====== Supplied material ======

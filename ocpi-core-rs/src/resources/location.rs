//! Locations, EVSEs and connectors
//!
//! A location owns its EVSEs, an EVSE owns its connectors. Replacing a
//! nested object yields a new parent whose `last_updated` is at least the
//! child's.

use chrono::{DateTime, Utc};
use serde::{Deserialize, Serialize};

use super::{DisplayText, EnergyMix, GeoLocation, PartyResource};
use crate::patch::{FieldRule, PatchSchema, Patchable, LAST_UPDATED};
use crate::timestamp;
use crate::types::{BusinessDetails, CountryCode, Image, PartyId};

// ============================================================================
// Enumerations
// ============================================================================

ocpi_enum! {
    /// Plug or socket standard
    pub enum ConnectorType {
        Chademo => "CHADEMO",
        Chaoji => "CHAOJI",
        DomesticA => "DOMESTIC_A",
        DomesticB => "DOMESTIC_B",
        DomesticC => "DOMESTIC_C",
        DomesticD => "DOMESTIC_D",
        DomesticE => "DOMESTIC_E",
        DomesticF => "DOMESTIC_F",
        DomesticG => "DOMESTIC_G",
        DomesticH => "DOMESTIC_H",
        DomesticI => "DOMESTIC_I",
        DomesticJ => "DOMESTIC_J",
        DomesticK => "DOMESTIC_K",
        DomesticL => "DOMESTIC_L",
        GbtAc => "GBT_AC",
        GbtDc => "GBT_DC",
        Iec60309SingleSixteen => "IEC_60309_2_single_16",
        Iec60309ThreeSixteen => "IEC_60309_2_three_16",
        Iec60309ThreeThirtyTwo => "IEC_60309_2_three_32",
        Iec60309ThreeSixtyFour => "IEC_60309_2_three_64",
        Iec62196T1 => "IEC_62196_T1",
        Iec62196T1Combo => "IEC_62196_T1_COMBO",
        Iec62196T2 => "IEC_62196_T2",
        Iec62196T2Combo => "IEC_62196_T2_COMBO",
        Iec62196T3A => "IEC_62196_T3A",
        Iec62196T3C => "IEC_62196_T3C",
        Nema520 => "NEMA_5_20",
        Nema630 => "NEMA_6_30",
        Nema650 => "NEMA_6_50",
        Nema1030 => "NEMA_10_30",
        Nema1050 => "NEMA_10_50",
        Nema1430 => "NEMA_14_30",
        Nema1450 => "NEMA_14_50",
        PantographBottomUp => "PANTOGRAPH_BOTTOM_UP",
        PantographTopDown => "PANTOGRAPH_TOP_DOWN",
        TeslaR => "TESLA_R",
        TeslaS => "TESLA_S",
    }
}

ocpi_enum! {
    /// Socket on the station or cable attached
    pub enum ConnectorFormat {
        Socket => "SOCKET",
        Cable => "CABLE",
    }
}

ocpi_enum! {
    pub enum PowerType {
        Ac1Phase => "AC_1_PHASE",
        Ac2Phase => "AC_2_PHASE",
        Ac2PhaseSplit => "AC_2_PHASE_SPLIT",
        Ac3Phase => "AC_3_PHASE",
        Dc => "DC",
    }
}

ocpi_enum! {
    /// EVSE availability
    pub enum EvseStatus {
        Available => "AVAILABLE",
        Blocked => "BLOCKED",
        Charging => "CHARGING",
        Inoperative => "INOPERATIVE",
        OutOfOrder => "OUTOFORDER",
        Planned => "PLANNED",
        Removed => "REMOVED",
        Reserved => "RESERVED",
        Unknown => "UNKNOWN",
    }
}

ocpi_enum! {
    pub enum Capability {
        ChargingProfileCapable => "CHARGING_PROFILE_CAPABLE",
        ChargingPreferencesCapable => "CHARGING_PREFERENCES_CAPABLE",
        ChipCardSupport => "CHIP_CARD_SUPPORT",
        ContactlessCardSupport => "CONTACTLESS_CARD_SUPPORT",
        CreditCardPayable => "CREDIT_CARD_PAYABLE",
        DebitCardPayable => "DEBIT_CARD_PAYABLE",
        PedTerminal => "PED_TERMINAL",
        RemoteStartStopCapable => "REMOTE_START_STOP_CAPABLE",
        Reservable => "RESERVABLE",
        RfidReader => "RFID_READER",
        StartSessionConnectorRequired => "START_SESSION_CONNECTOR_REQUIRED",
        TokenGroupCapable => "TOKEN_GROUP_CAPABLE",
        UnlockCapable => "UNLOCK_CAPABLE",
    }
}

ocpi_enum! {
    pub enum ParkingRestriction {
        EvOnly => "EV_ONLY",
        Plugged => "PLUGGED",
        Disabled => "DISABLED",
        Customers => "CUSTOMERS",
        Motorcycles => "MOTORCYCLES",
    }
}

ocpi_enum! {
    pub enum ParkingType {
        AlongMotorway => "ALONG_MOTORWAY",
        ParkingGarage => "PARKING_GARAGE",
        ParkingLot => "PARKING_LOT",
        OnDriveway => "ON_DRIVEWAY",
        OnStreet => "ON_STREET",
        UndergroundGarage => "UNDERGROUND_GARAGE",
    }
}
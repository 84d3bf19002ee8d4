//! Charging sessions

use chrono::{DateTime, Utc};
use serde::{Deserialize, Serialize};

use super::{PartyResource, Price};
use crate::patch::{FieldRule, PatchSchema, Patchable, LAST_UPDATED};
use crate::timestamp;
use crate::types::{CountryCode, PartyId};

ocpi_enum! {
    pub enum TokenType {
        AdHocUser => "AD_HOC_USER",
        AppUser => "APP_USER",
        Other => "OTHER",
        Rfid => "RFID",
    }
}

ocpi_enum! {
    /// How a session was authorized
    pub enum AuthMethod {
        AuthRequest => "AUTH_REQUEST",
        Command => "COMMAND",
        Whitelist => "WHITELIST",
    }
}

ocpi_enum! {
    pub enum SessionStatus {
        Active => "ACTIVE",
        Completed => "COMPLETED",
        Invalid => "INVALID",
        Pending => "PENDING",
        Reservation => "RESERVATION",
    }
}

ocpi_enum! {
    /// Measured quantity of a charging period
    pub enum CdrDimensionType {
        Current => "CURRENT",
        Energy => "ENERGY",
        EnergyExport => "ENERGY_EXPORT",
        EnergyImport => "ENERGY_IMPORT",
        MaxCurrent => "MAX_CURRENT",
        MinCurrent => "MIN_CURRENT",
        MaxPower => "MAX_POWER",
        MinPower => "MIN_POWER",
        ParkingTime => "PARKING_TIME",
        Power => "POWER",
        ReservationTime => "RESERVATION_TIME",
        StateOfCharge => "STATE_OF_CHARGE",
        Time => "TIME",
    }
}

/// Token used to start a session, as seen by the CPO
#[derive(Debug, Clone, PartialEq, Eq, Serialize, Deserialize)]
pub struct CdrToken {
    pub country_code: CountryCode,
    pub party_id: PartyId,
    pub uid: String,
    #[serde(rename = "type")]
    pub token_type: TokenType,
    pub contract_id: String,
}

#[derive(Debug, Clone, PartialEq, Serialize, Deserialize)]
pub struct CdrDimension {
    #[serde(rename = "type")]
    pub dimension_type: CdrDimensionType,
    pub volume: f64,
}

/// Measurements from `start_date_time` until the next period
#[derive(Debug, Clone, PartialEq, Serialize, Deserialize)]
pub struct ChargingPeriod {
    #[serde(with = "timestamp")]
    pub start_date_time: DateTime<Utc>,
    pub dimensions: Vec<CdrDimension>,
    #[serde(default, skip_serializing_if = "Option::is_none")]
    pub tariff_id: Option<String>,
}

#[derive(Debug, Clone, PartialEq, Serialize, Deserialize)]
pub struct Session {
    pub country_code: CountryCode,
    pub party_id: PartyId,
    pub id: String,
    #[serde(with = "timestamp")]
    pub start_date_time: DateTime<Utc>,
    #[serde(default, with = "timestamp::option", skip_serializing_if = "Option::is_none")]
    pub end_date_time: Option<DateTime<Utc>>,
    pub kwh: f64,
    pub cdr_token: CdrToken,
    pub auth_method: AuthMethod,
    #[serde(default, skip_serializing_if = "Option::is_none")]
    pub authorization_reference: Option<String>,
    pub location_id: String,
    pub evse_uid: String,
    pub connector_id: String,
    #[serde(default, skip_serializing_if = "Option::is_none")]
    pub meter_id: Option<String>,
    pub currency: String,
    #[serde(default, skip_serializing_if = "Vec::is_empty")]
    pub charging_periods: Vec<ChargingPeriod>,
    #[serde(default, skip_serializing_if = "Option::is_none")]
    pub total_cost: Option<Price>,
    pub status: SessionStatus,
    #[serde(with = "timestamp")]
    pub last_updated: DateTime<Utc>,
}

impl Patchable for Session {
    const SCHEMA: PatchSchema = PatchSchema {
        noun: "a session",
        fields: &[
            ("country_code", FieldRule::Identity { label: "country code" }),
            ("party_id", FieldRule::Identity { label: "party identification" }),
            ("id", FieldRule::Identity { label: "identification" }),
            (
                "start_date_time",
                FieldRule::Timestamp {
                    label: "start timestamp",
                    nullable: false,
                },
            ),
            (
                "end_date_time",
                FieldRule::Timestamp {
                    label: "end timestamp",
                    nullable: true,
                },
            ),
            (
                "auth_method",
                FieldRule::Enum {
                    label: "authentication method",
                    is_valid: |s| AuthMethod::try_parse(s).is_some(),
                    nullable: false,
                },
            ),
            (
                "status",
                FieldRule::Enum {
                    label: "session status",
                    is_valid: |s| SessionStatus::try_parse(s).is_some(),
                    nullable: false,
                },
            ),
            ("charging_periods", FieldRule::Array),
            (
                LAST_UPDATED,
                FieldRule::Timestamp {
                    label: "last updated",
                    nullable: false,
                },
            ),
        ],
    };

    fn last_updated(&self) -> DateTime<Utc> {
        self.last_updated
    }
}

impl PartyResource for Session {
    const KIND: &'static str = "session";

    fn country_code(&self) -> &CountryCode {
        &self.country_code
    }

    fn party_id(&self) -> &PartyId {
        &self.party_id
    }

    fn id(&self) -> &str {
        &self.id
    }
}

======

### What this task involves:
Wherever "PartyResource" appears in a line of the entries, copy that line.

### Response:
use super::{DisplayText, EnergyMix, GeoLocation, PartyResource};
use super::{PartyResource, Price};
impl PartyResource for Session {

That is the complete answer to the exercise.